From 3b59696a93e7bbc7ec7ad0371ddac02a7d990cd6 Mon Sep 17 00:00:00 2001
From: Steve Holme <steve_holme@hotmail.com>
Date: Sat, 2 Nov 2013 11:18:39 +0000
Subject: http: Added proxy tunnel authentication message header value
 extraction

...following recent changes to Curl_base64_decode() rather than trying
to parse a header line for the authentication mechanisms which is CRLF
terminated and inline zero terminate it.
---
 lib/http.c       |  2 +-
 lib/http.h       |  3 ++-
 lib/http_proxy.c | 11 +++++++++--
 3 files changed, 12 insertions(+), 4 deletions(-)

(limited to 'lib')

diff --git a/lib/http.c b/lib/http.c
index 55a8166de..3025beff1 100644
--- a/lib/http.c
+++ b/lib/http.c
@@ -187,7 +187,7 @@ char *Curl_checkheaders(struct SessionHandle *data, const char *thisheader)
  * case of allocation failure.
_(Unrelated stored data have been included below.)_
//! Tests for the full recognize -> resolve -> synthesize path

use std::io::Write;
use tempfile::NamedTempFile;
use ticketlink_core::link::{GITHUB_LABEL, JIRA_LABEL};
use ticketlink_core::{
    LinkTarget, RawSettings, ResolvedConfig, Selection, TokenKind, resolve_selection, scan,
    synthesize,
};

fn settings(tracker: &str, repo: &str) -> ResolvedConfig {
    ResolvedConfig::from_settings(&RawSettings {
        tracker_base_url: tracker.to_string(),
        repo_base_url: repo.to_string(),
        ..RawSettings::default()
    })
}

fn target(label: &str, url: &str) -> LinkTarget {
    LinkTarget {
        label: label.to_string(),
        url: url.to_string(),
    }
}

#[test]
fn test_tracker_key_scenario() {
    let cfg = settings("https://x.atlassian.net", "https://github.com/o/r");
    assert_eq!(
        synthesize("ABC-123", &cfg),
        vec![target(JIRA_LABEL, "https://x.atlassian.net/browse/ABC-123")]
    );
}

#[test]
fn test_issue_scenario() {
    let cfg = settings("https://x.atlassian.net", "https://github.com/o/r");
    assert_eq!(
        synthesize("#42", &cfg),
        vec![target(GITHUB_LABEL, "https://github.com/o/r/issues/42")]
    );
}

#[test]
fn test_pull_request_scenario() {
    let cfg = settings("https://x.atlassian.net", "https://github.com/o/r");
    assert_eq!(
        synthesize("PR-9", &cfg),
        vec![target(GITHUB_LABEL, "https://github.com/o/r/pull/9")]
    );
}

#[test]
fn test_issue_without_repo_scenario() {
    let cfg = settings("https://x.atlassian.net", "");
    assert!(synthesize("#42", &cfg).is_empty());
}

#[test]
fn test_scan_then_synthesize_every_hit() {
    let cfg = settings("https://x.atlassian.net/browse/", "https://github.com/o/r/");
    let text = "Fixes ABC-7 (#12), follow-up in PR-30.\n#5 is a dup of XYZ9-1.";

    let links: Vec<(TokenKind, String)> = scan(text, &cfg)
        .flat_map(|hit| {
            let kind = hit.kind;
            synthesize(&hit.candidate.matched_text, &cfg)
                .into_iter()
                .map(move |t| (kind, t.url))
        })
        .collect();

    assert_eq!(
        links,
        vec![
            (
                TokenKind::TrackerKey,
                "https://x.atlassian.net/browse/ABC-7".to_string()
            ),
            (
                TokenKind::TrackerKey,
                "https://x.atlassian.net/browse/XYZ9-1".to_string()
            ),
            (
                TokenKind::IssueRef,
                "https://github.com/o/r/issues/5".to_string()
            ),
            (
                TokenKind::PullRequestRef,
                "https://github.com/o/r/pull/30".to_string()
            ),
        ]
    );
}

#[test]
fn test_every_scanned_range_points_at_its_text() {
    let cfg = settings("https://j", "https://g/o/r");
    let text = "  #1\tPR-2 ABC-3 #4 ";
    for hit in scan(text, &cfg) {
        let c = &hit.candidate;
        assert_eq!(&text[c.range()], c.matched_text);
        assert_eq!(c.end - c.start, c.matched_text.len());
        assert!(!c.matched_text.starts_with(char::is_whitespace));
    }
}

#[test]
fn test_selection_feeds_synthesis() {
    let cfg = settings("https://x.atlassian.net", "https://github.com/o/r");
    let text = "Blocked by ABC-123).";
    let start = text.find("ABC").unwrap();
    let token = resolve_selection(text, Selection::Range(start..text.len())).unwrap();
    assert_eq!(token, "ABC-123");
    assert_eq!(
        synthesize(&token, &cfg),
        vec![target(JIRA_LABEL, "https://x.atlassian.net/browse/ABC-123")]
    );
}

#[test]
fn test_settings_file_round_trip_into_links() {
    let mut file = NamedTempFile::new().unwrap();
    write!(
        file,
        r#"{{ "ticketlink": {{ "trackerBaseUrl": " https://x.atlassian.net/ ", "repoBaseUrl": "https://github.com/o/r" }} }}"#
    )
    .unwrap();

    let raw = RawSettings::load(file.path()).unwrap();
    let cfg = ResolvedConfig::from_settings(&raw);
    assert_eq!(cfg.tracker_base_url, "https://x.atlassian.net/browse/");
    assert_eq!(cfg.repo_base_url, "https://github.com/o/r/");
}

#[test]
fn test_missing_settings_file_is_an_error() {
    let dir = tempfile::TempDir::new().unwrap();
    assert!(RawSettings::load(&dir.path().join("absent.json")).is_err());
}
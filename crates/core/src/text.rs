//! Line table for converting between byte offsets and line/column pairs.
//!
//! `\n`, `\r\n` and a lone `\r` each end a line, the same rule editors use
//! for LSP positions.

/// Start offset of every line, built once per text.
#[derive(Debug, Clone, PartialEq, Eq)]
pub struct LineIndex {
    line_starts: Vec<usize>,
    len: usize,
}

impl LineIndex {
    pub fn new(text: &str) -> Self {
        let bytes = text.as_bytes();
        let mut line_starts = vec![0];
        let mut i = 0;
        while i < bytes.len() {
            match bytes[i] {
                b'\n' => line_starts.push(i + 1),
                b'\r' => {
                    if bytes.get(i + 1) == Some(&b'\n') {
                        i += 1;
                    }
                    line_starts.push(i + 1);
                }
                _ => {}
            }
            i += 1;
        }
        Self {
            line_starts,
            len: text.len(),
        }
    }

    pub fn line_count(&self) -> usize {
        self.line_starts.len()
    }

    /// Zero-based line containing `offset`. Offsets past the end map to the
    /// last line.
    pub fn line_of(&self, offset: usize) -> usize {
        let offset = offset.min(self.len);
        self.line_starts.partition_point(|&start| start <= offset) - 1
    }

    /// Byte offset where `line` starts, or the text length past the last line.
    pub fn line_start(&self, line: usize) -> usize {
        self.line_starts.get(line).copied().unwrap_or(self.len)
    }

    /// Byte offset where the content of `line` ends, before its line break.
    pub fn line_end(&self, text: &str, line: usize) -> usize {
        let start = self.line_start(line);
        let next = self.line_start(line + 1);
        let content = &text[start..next];
        let content = content
            .strip_suffix("\r\n")
            .or_else(|| content.strip_suffix('\n'))
            .or_else(|| content.strip_suffix('\r'))
            .unwrap_or(content);
        start + content.len()
    }

    /// Line and UTF-16 column of a byte offset on a char boundary.
    pub fn utf16_position(&self, text: &str, offset: usize) -> (usize, usize) {
        let offset = offset.min(self.len);
        let line = self.line_of(offset);
        let column = text[self.line_start(line)..offset]
            .chars()
            .map(char::len_utf16)
            .sum();
        (line, column)
    }

    /// Byte offset of a line and UTF-16 column. Columns past the end of the
    /// line clamp to its end; lines past the end of the text clamp to its
    /// length.
    pub fn utf16_offset(&self, text: &str, line: usize, column: usize) -> usize {
        if line >= self.line_count() {
            return self.len;
        }
        let start = self.line_start(line);
        let end = self.line_end(text, line);
        let mut units = 0;
        for (i, c) in text[start..end].char_indices() {
            if units >= column {
                return start + i;
            }
            units += c.len_utf16();
        }
        end
    }
}
mod action;
mod link;
mod scan;

use clap::{Parser, Subcommand};
use std::path::PathBuf;
use ticketlink_core::{RawSettings, ResolvedConfig};

#[derive(Parser)]
#[command(
    name = "ticketlink",
    version,
    about = "Turns ticket references in text into Jira and GitHub links",
    long_about = "Ticketlink recognizes tracker keys (ABC-123), issue references (#42) and pull request \
                  references (PR-9) in any text and maps them to Jira and GitHub URLs. It runs as a \
                  language server for editors or directly from the command line."
)]
pub struct Cli {
    /// JSON settings file, flat or nested under "ticketlink"
    #[arg(long, global = true, value_name = "FILE")]
    pub config: Option<PathBuf>,

    /// Jira base URL, e.g. https://company.atlassian.net
    #[arg(long, global = true, env = "TICKETLINK_TRACKER_BASE_URL")]
    pub tracker_base_url: Option<String>,

    /// Repository URL, e.g. https://github.com/owner/repo
    #[arg(long, global = true, env = "TICKETLINK_REPO_BASE_URL")]
    pub repo_base_url: Option<String>,

    #[command(subcommand)]
    pub command: Commands,
}

#[derive(Subcommand)]
pub enum Commands {
    /// Start the Language Server Protocol (LSP) server on stdio
    Lsp,
    /// List every ticket reference in a file
    #[command(
        long_about = "Scans a file (or stdin when the path is '-') for ticket references and prints \
                            their position, kind and destination URLs."
    )]
    Scan {
        /// File to scan, '-' for stdin
        #[arg(value_name = "FILE")]
        path: PathBuf,
        /// Print JSON instead of a table
        #[arg(long)]
        json: bool,
    },
    /// Print the links for a single token
    Link {
        #[arg(value_name = "TOKEN")]
        token: String,
    },
    /// Copy the first link for a token to the system clipboard
    Copy {
        #[arg(value_name = "TOKEN")]
        token: String,
    },
    /// Open the first link for a token in the default browser
    Open {
        #[arg(value_name = "TOKEN")]
        token: String,
    },
}

impl Cli {
    /// Settings file first, then flags and environment on top.
    pub fn settings(&self) -> ticketlink_core::Result<RawSettings> {
        let mut raw = match &self.config {
            Some(path) => RawSettings::load(path)?,
            None => RawSettings::default(),
        };
        if let Some(url) = &self.tracker_base_url {
            raw.tracker_base_url = url.clone();
        }
        if let Some(url) = &self.repo_base_url {
            raw.repo_base_url = url.clone();
        }
        Ok(raw)
    }
}

pub fn run() -> Result<(), Box<dyn std::error::Error>> {
    let cli = Cli::parse();

    let component = match &cli.command {
        Commands::Lsp => "lsp",
        _ => "cli",
    };
    let _guard =
        ticketlink_core::logging::init_logging(component, !matches!(cli.command, Commands::Lsp));

    let rt = tokio::runtime::Runtime::new()?;

    if let Commands::Lsp = cli.command {
        return rt.block_on(ticketlink_lsp::run_server());
    }

    let config = ResolvedConfig::from_settings(&cli.settings()?);
    match cli.command {
        Commands::Lsp => Ok(()),
        Commands::Scan { path, json } => scan::run(&path, &config, json),
        Commands::Link { token } => link::run(&token, &config),
        Commands::Copy { token } => rt.block_on(action::copy(&token, &config)),
        Commands::Open { token } => rt.block_on(action::open(&token, &config)),
    }
}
Returns an empty string if the header value
  * consists entirely of whitespace.
  */
-static char *copy_header_value(const char *h)
+char *copy_header_value(const char *h)
 {
   const char *start;
   const char *end;
diff --git a/lib/http.h b/lib/http.h
index a506238a6..d74714d58 100644
--- a/lib/http.h
+++ b/lib/http.h
@@ -35,11 +35,12 @@ extern const struct Curl_handler Curl_handler_http;
 extern const struct Curl_handler Curl_handler_https;
 #endif
 
+/* Header specific function */
 bool Curl_compareheader(const char *headerline,  /* line to check */
                         const char *header,   /* header keyword _with_ colon */
                         const char *content); /* content string to find */
-
 char *Curl_checkheaders(struct SessionHandle *data, const char *thisheader);
+char *copy_header_value(const char *h);
 
 /* ------------------------------------------------------------------------- */
 /*
diff --git a/lib/http_proxy.c b/lib/http_proxy.c
index 6a555525d..97edc486e 100644
--- a/lib/http_proxy.c
+++ b/lib/http_proxy.c
@@ -452,8 +452,15 @@ CURLcode Curl_proxyCONNECT(struct connectdata *conn,
                       (401 == k->httpcode)) ||
                      (checkprefix("Proxy-authenticate:", line_start) &&
                       (407 == k->httpcode))) {
-                    result = Curl_http_input_auth(conn, k->httpcode,
-                                                  line_start);
+
+                    char *auth = copy_header_value(line_start);
+                    if(!auth)
+                      return CURLE_OUT_OF_MEMORY;
+
+                    result = Curl_http_input_auth(conn, k->httpcode, auth);
+
+                    Curl_safefree(auth);
+
                     if(result)
                       return result;
                   }
-- 
cgit v1.2.3